Looks like a small blacktip. sandbars have a ridge between the dorsal and tail (Ridgback shark) cool catch! they a thick right now all along the beaches.


----------



## MoganMan (Feb 24, 2013)

Realtor said:


> Looks like a small blacktip. sandbars have a ridge between the dorsal and tail (Ridgback shark) cool catch! they a thick right now all along the beaches.


x2 !


----------



## Justin618 (Aug 18, 2013)

You caught me some bait. Thanks.

It's a small blacktip. Can tell bc anal fin doesn't look to have black tip on it.


----------



## gulfbreezetom (Jun 12, 2012)

It's a swimming meat platter. Great bait and good eating.


----------



## Jacknabox (May 15, 2014)

Awesome! Thanks for the quick responses guys!

Haha, Justin, I would love to hook into what would bite this!


----------



## Justin618 (Aug 18, 2013)

Jacknabox said:


> Awesome!
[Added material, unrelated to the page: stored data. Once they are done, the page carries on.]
//! Actor/Role detector: the public engine surface
//!
//! Stateless between calls; all accumulators live on the call stack, so one
//! instance can be shared freely across threads.

use lazy_static::lazy_static;
use tracing::info;

use crate::core::aggregator::aggregate;
use crate::core::confidence::estimate_banded;
use crate::core::drift::DriftCalculator;
use crate::core::registry::composite_name;
use crate::core::scorer::PatternScorer;
use crate::core::tie_break::{resolve, ACTOR_TIE_SOURCES, ROLE_TIE_SOURCES};
use crate::types::{
    ActorRoleComposite, AxisLabel, BonusOptions, ContentAnalysis, DetectorConfig, DriftAssessment,
    OsrProbe, SessionEvidence,
};

lazy_static! {
    static ref SHARED: ActorRoleDetector = ActorRoleDetector::new();
}

#[derive(Debug, Clone)]
pub struct ActorRoleDetector {
    config: DetectorConfig,
    scorer: PatternScorer,
    drift: DriftCalculator,
}

impl Default for ActorRoleDetector {
    fn default() -> Self {
        Self::new()
    }
}

impl ActorRoleDetector {
    pub fn new() -> Self {
        Self::with_config(DetectorConfig::default())
    }

    pub fn with_config(config: DetectorConfig) -> Self {
        Self {
            scorer: PatternScorer::from_config(&config),
            drift: DriftCalculator::new(),
            config,
        }
    }

    /// Process-wide instance with default settings
    pub fn shared() -> &'static ActorRoleDetector {
        &SHARED
    }

    /// Best Actor and Role for one snippet
    pub fn analyze_content(&self, text: &str) -> ContentAnalysis {
        self.scorer.analyze(text)
    }

    /// Drift assessment over probed clarifications
    pub fn compute_drift_index(&self, probes: &[OsrProbe]) -> DriftAssessment {
        self.drift.compute(probes)
    }

    /// Full composite for one session
    pub fn generate_composite(
        &self,
        evidence: &SessionEvidence,
        bonus: Option<&BonusOptions>,
    ) -> ActorRoleComposite {
        let tally = aggregate(&self.scorer, evidence, bonus);

        let actor = resolve(tally.actors.ranked(), self.config.tie_epsilon, ACTOR_TIE_SOURCES);
        let role = resolve(tally.roles.ranked(), self.config.tie_epsilon, ROLE_TIE_SOURCES);

        let sample_size = evidence.sample_size();
        let (confidence, confidence_band) = estimate_banded(actor.score, role.score, sample_size);

        let drift = if evidence.osr_probes.is_empty() {
            None
        } else {
            Some(self.compute_drift_index(&evidence.osr_probes))
        };
        let drift_detected = drift.as_ref().map(DriftAssessment::is_detected).unwrap_or(false);

        let final_actor = floor(actor.winner, actor.score, self.config.unknown_floor);
        let final_role = floor(role.winner, role.score, self.config.unknown_floor);
        let composite = composite_name(final_actor, final_role);

        info!(
            composite = %composite,
            actor = final_actor.label(),
            role = final_role.label(),
            confidence,
            sample_size,
            drift_detected,
            "composite generated"
        );

        ActorRoleComposite {
            actor: final_actor,
            role: final_role,
            composite,
            confidence,
            confidence_band,
            sample_size,
            drift_detected,
            drift,
            actor_signs: signs_of(final_actor),
            role_signs: signs_of(final_role),
            // Actor axis decides first
            tie_break: actor.tie_break.or(role.tie_break),
            notes: bonus.map(|b| b.aspect_notes.clone()).unwrap_or_default(),
            actor_breakdown: actor.ranked,
            role_breakdown: role.ranked,
        }
    }
}

fn floor<L: AxisLabel>(label: L, score: f64, unknown_floor: f64) -> L {
    if score >= unknown_floor {
        label
    } else {
        L::UNKNOWN
    }
}

fn signs_of<L: AxisLabel>(label: L) -> Vec<String> {
    label.signs().iter().map(|s| s.to_string()).collect()
}

#[cfg(test)]
mod tests {
    use super::*;
    use crate::types::{Actor, DriftBand, ProbeKind, ProbeMapping, Role};

    fn probe(mapped_to: ProbeMapping, area: &str) -> OsrProbe {
        OsrProbe::new("m", ProbeKind::Inversion, mapped_to).with_area(area)
    }

    #[test]
    fn test_empty_session() {
        let c = ActorRoleDetector::new().generate_composite(&SessionEvidence::new(), None);
        assert_eq!(c.actor, Actor::Unknown);
        assert_eq!(c.role, Role::Unknown);
        assert_eq!(c.composite, "Unknown / Unknown");
        assert_eq!(c.confidence, 0.0);
        assert!(c.drift.is_none());
        assert!(!c.drift_detected);
        assert!(c.actor_signs.is_empty());
    }

    #[test]
    fn test_single_snippet_caps_confidence() {
        let evidence = SessionEvidence {
            wb_patterns: vec!["I am visionary and candid, always expanding.".into()],
            ..Default::default()
        };
        let c = ActorRoleDetector::new().generate_composite(&evidence, None);
        assert_eq!(c.sample_size, 1);
        assert!(c.confidence <= 0.4);
    }

    #[test]
    fn test_strong_drift_across_areas() {
        let evidence = SessionEvidence {
            osr_probes: vec![
                probe(ProbeMapping::Driver, "work"),
                probe(ProbeMapping::Driver, "home"),
                probe(ProbeMapping::Driver, "work"),
                probe(ProbeMapping::Driver, "relationships"),
                probe(ProbeMapping::Role, "energy"),
            ],
            ..Default::default()
        };
        let c = ActorRoleDetector::new().generate_composite(&evidence, None);
        let drift = c.drift.as_ref().unwrap();
        assert!((drift.drift_index - 0.8).abs() < 1e-12);
        assert_eq!(drift.evidence_n, 5);
        assert_eq!(drift.band, DriftBand::Strong);
        assert!(c.drift_detected);
        assert_eq!(c.sample_size, 5);
    }

    #[test]
    fn test_notes_pass_through() {
        let bonus = BonusOptions {
            aspect_notes: vec!["Mars conjunct Sun".into()],
            ..Default::default()
        };
        let c = ActorRoleDetector::new().generate_composite(&SessionEvidence::new(), Some(&bonus));
        assert_eq!(c.notes, vec!["Mars conjunct Sun".to_string()]);
    }

    #[test]
    fn test_custom_floor_demotes_winner() {
        let evidence = SessionEvidence {
            wb_patterns: vec!["I ignite, spark, launch and push; bold, urgent, direct, fast".into()],
            ..Default::default()
        };
        let default = ActorRoleDetector::new().generate_composite(&evidence, None);
        assert_eq!(default.actor, Actor::Initiator);

        let strict = ActorRoleDetector::with_config(DetectorConfig {
            unknown_floor: 0.99,
            ..Default::default()
        });
        let c = strict.generate_composite(&evidence, None);
        assert_eq!(c.actor, Actor::Unknown);
        // breakdown still reports the raw standing
        assert_eq!(c.actor_breakdown[0].key, Actor::Initiator);
    }

    #[test]
    fn test_shared_instance_matches_fresh() {
        let text = "we mediate and negotiate with diplomatic balance";
        assert_eq!(
            ActorRoleDetector::shared().analyze_content(text),
            ActorRoleDetector::new().analyze_content(text)
        );
    }
}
Thanks for the quick responses guys!
> 
> Haha, Justin, I would love to hook into what would bite this!


You and me both. I'd cut the tail off and fins and run it out in a heartbeat

I mean there are 2 great whites in the southern Gulf of Mexico right now. Just gotta swim north


----------



## Quackjn (Mar 10, 2014)

It's a blacktip as others have said. Sandbars dorsal is more "rounded" instead of straight down to the body from the point. The dorsal is also further forward on the body and as mentioned, they have a ridge on their back. Fun catch either way


----------



## Mac1528 (Mar 24, 2012)

gulfbreezetom said:


> It's a swimming meat platter... and good eating.


Don't want to derail OP thread, send me a PM on how to clean and prepare. I'm going to try it next time I get there. Thanks.


----------



## gatorrodshop (May 14, 2014)

Whatd ya catch it on? Ive been tryin with no luck. Hit some big reds though. Haha


----------



## Jacknabox (May 15, 2014)

Used some blue runners and just cut them in half! Got a shark on a head and a tail half


----------